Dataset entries
»»
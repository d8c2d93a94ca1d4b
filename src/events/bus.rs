//! In-process event bus.
//!
//! Listeners subscribe to an event by its name. Immediate listeners run inline
//! while the event is being published; deferred listeners are spawned as
//! background tasks whose completion the publisher never waits for.

use std::any::Any;
use std::collections::HashMap;
use std::future::Future;
use std::sync::{Arc, PoisonError, RwLock, RwLockReadGuard, RwLockWriteGuard};

use futures::future::BoxFuture;
use futures::FutureExt;
use tokio::runtime::Handle;
use tokio::task::JoinHandle;
use tracing::Instrument;

use crate::errors::{AppError, AppResult};

/// Payload that can be published on the [`EventBus`].
pub trait Event: Clone + Send + Sync + 'static {
    /// Name listeners subscribe to (e.g. `created.user`)
    const NAME: &'static str;
}

/// How a listener is invoked relative to `publish`
#[derive(Debug, Clone, Copy, PartialEq, Eq)]
pub enum ListenerMode {
    /// Runs to completion before `publish` returns
    Immediate,
    /// Spawned as a background task
    Deferred,
}

type ImmediateFn<E> = Arc<dyn Fn(&E) + Send + Sync>;
type DeferredFn<E> = Arc<dyn Fn(E) -> BoxFuture<'static, AppResult<()>> + Send + Sync>;

enum Listener<E> {
    Immediate {
        name: &'static str,
        handler: ImmediateFn<E>,
    },
    Deferred {
        name: &'static str,
        handler: DeferredFn<E>,
    },
}

impl<E> Listener<E> {
    fn name(&self) -> &'static str {
        match self {
            Listener::Immediate { name, .. } | Listener::Deferred { name, .. } => *name,
        }
    }

    fn mode(&self) -> ListenerMode {
        match self {
            Listener::Immediate { .. } => ListenerMode::Immediate,
            Listener::Deferred { .. } => ListenerMode::Deferred,
        }
    }
}

impl<E> Clone for Listener<E> {
    fn clone(&self) -> Self {
        match self {
            Listener::Immediate { name, handler } => Listener::Immediate {
                name: *name,
                handler: Arc::clone(handler),
            },
            Listener::Deferred { name, handler } => Listener::Deferred {
                name: *name,
                handler: Arc::clone(handler),
            },
        }
    }
}

/// Listeners of one event name. `listeners` holds a `Vec<Listener<E>>`.
struct Slot {
    listeners: Box<dyn Any + Send + Sync>,
    count: usize,
}

/// Outcome of a single `publish` call
#[derive(Debug, Default)]
pub struct Dispatch {
    immediate: usize,
    deferred: Vec<JoinHandle<()>>,
}

impl Dispatch {
    /// Number of immediate listeners that already ran
    pub fn immediate_count(&self) -> usize {
        self.immediate
    }

    /// Number of background listeners spawned
    pub fn deferred_count(&self) -> usize {
        self.deferred.len()
    }

    /// True when nobody was listening
    pub fn is_empty(&self) -> bool {
        self.immediate == 0 && self.deferred.is_empty()
    }

    /// Wait for every deferred listener spawned by this dispatch.
    ///
    /// Listener errors are already logged by the task itself; only a
    /// panicked or aborted task is reported here.
    pub async fn join(self) -> AppResult<()> {
        for result in futures::future::join_all(self.deferred).await {
            result.map_err(|e| AppError::internal(format!("Deferred listener task failed: {}", e)))?;
        }
        Ok(())
    }
}

/// Publish/subscribe hub shared through an `Arc`.
#[derive(Default)]
pub struct EventBus {
    slots: RwLock<HashMap<&'static str, Slot>>,
}

impl std::fmt::Debug for EventBus {
    fn fmt(&self, f: &mut std::fmt::Formatter<'_>) -> std::fmt::Result {
        let slots = self.read();
        let mut map = f.debug_map();
        for (name, slot) in slots.iter() {
            map.entry(name, &slot.count);
        }
        map.finish()
    }
}

impl EventBus {
    pub fn new() -> Self {
        Self::default()
    }

    /// Register a listener that runs inline during `publish`.
    pub fn on<E, F>(&self, listener: &'static str, handler: F) -> AppResult<()>
    where
        E: Event,
        F: Fn(&E) + Send + Sync + 'static,
    {
        self.register(Listener::<E>::Immediate {
            name: listener,
            handler: Arc::new(handler),
        })
    }

    /// Register a listener that runs as a background task.
    pub fn on_async<E, F, Fut>(&self, listener: &'static str, handler: F) -> AppResult<()>
    where
        E: Event,
        F: Fn(E) -> Fut + Send + Sync + 'static,
        Fut: Future<Output = AppResult<()>> + Send + 'static,
    {
        let handler: DeferredFn<E> = Arc::new(move |event: E| handler(event).boxed());
        self.register(Listener::Deferred {
            name: listener,
            handler,
        })
    }

    /// Number of listeners subscribed to `event`
    pub fn listener_count(&self, event: &str) -> usize {
        self.read().get(event).map(|slot| slot.count).unwrap_or(0)
    }

    /// Publish an event to every listener subscribed to `E::NAME`.
    ///
    /// Immediate listeners have finished when this returns; deferred ones are
    /// only spawned. Nothing is invoked if the deferred listeners cannot be
    /// spawned (no tokio runtime).
    pub fn publish<E: Event>(&self, event: E) -> AppResult<Dispatch> {
        let listeners = self.snapshot::<E>()?;

        if listeners.is_empty() {
            tracing::debug!(event = E::NAME, "Event published with no listeners");
            return Ok(Dispatch::default());
        }

        let (immediate, deferred): (Vec<_>, Vec<_>) = listeners
            .into_iter()
            .partition(|listener| listener.mode() == ListenerMode::Immediate);

        let runtime = if deferred.is_empty() {
            None
        } else {
            let handle = Handle::try_current().map_err(|e| {
                AppError::event_bus(format!(
                    "cannot spawn deferred listeners for '{}': {}",
                    E::NAME,
                    e
                ))
            })?;
            Some(handle)
        };

        let mut dispatch = Dispatch::default();

        for listener in immediate {
            if let Listener::Immediate { name, handler } = listener {
                tracing::trace!(event = E::NAME, listener = name, "Running immediate listener");
                handler(&event);
                dispatch.immediate += 1;
            }
        }

        if let Some(runtime) = runtime {
            for listener in deferred {
                if let Listener::Deferred { name, handler } = listener {
                    let payload = event.clone();
                    let span = tracing::info_span!("listener", event = E::NAME, listener = name);
                    let task = runtime.spawn(
                        async move {
                            if let Err(e) = handler(payload).await {
                                tracing::error!(error = %e, "Deferred listener failed");
                            }
                        }
                        .instrument(span),
                    );
                    dispatch.deferred.push(task);
                }
            }
        }

        tracing::debug!(
            event = E::NAME,
            immediate = dispatch.immediate_count(),
            deferred = dispatch.deferred_count(),
            "Event published"
        );

        Ok(dispatch)
    }

    fn register<E: Event>(&self, listener: Listener<E>) -> AppResult<()> {
        let mut slots = self.write();
        let slot = slots.entry(E::NAME).or_insert_with(|| Slot {
            listeners: Box::new(Vec::<Listener<E>>::new()),
            count: 0,
        });

        let listeners = slot
            .listeners
            .downcast_mut::<Vec<Listener<E>>>()
            .ok_or_else(|| payload_mismatch(E::NAME))?;

        tracing::debug!(
            event = E::NAME,
            listener = listener.name(),
            mode = ?listener.mode(),
            "Listener registered"
        );

        listeners.push(listener);
        slot.count += 1;
        Ok(())
    }

    /// Clone the listener list so no lock is held while listeners run.
    fn snapshot<E: Event>(&self) -> AppResult<Vec<Listener<E>>> {
        let slots = self.read();
        match slots.get(E::NAME) {
            None => Ok(Vec::new()),
            Some(slot) => slot
                .listeners
                .downcast_ref::<Vec<Listener<E>>>()
                .cloned()
                .ok_or_else(|| payload_mismatch(E::NAME)),
        }
    }

    fn read(&self) -> RwLockReadGuard<'_, HashMap<&'static str, Slot>> {
        self.slots.read().unwrap_or_else(PoisonError::into_inner)
    }

    fn write(&self) -> RwLockWriteGuard<'_, HashMap<&'static str, Slot>> {
        self.slots.write().unwrap_or_else(PoisonError::into_inner)
    }
}

fn payload_mismatch(event: &str) -> AppError {
    AppError::event_bus(format!(
        "event '{}' is already bound to a different payload type",
        event
    ))
}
««
Your objective —
Go through the records above and return every line that holds the string "BoxFuture".

Answer for the task —
use futures::future::BoxFuture;
type DeferredFn<E> = Arc<dyn Fn(E) -> BoxFuture<'static, AppResult<()>> + Send + Sync>;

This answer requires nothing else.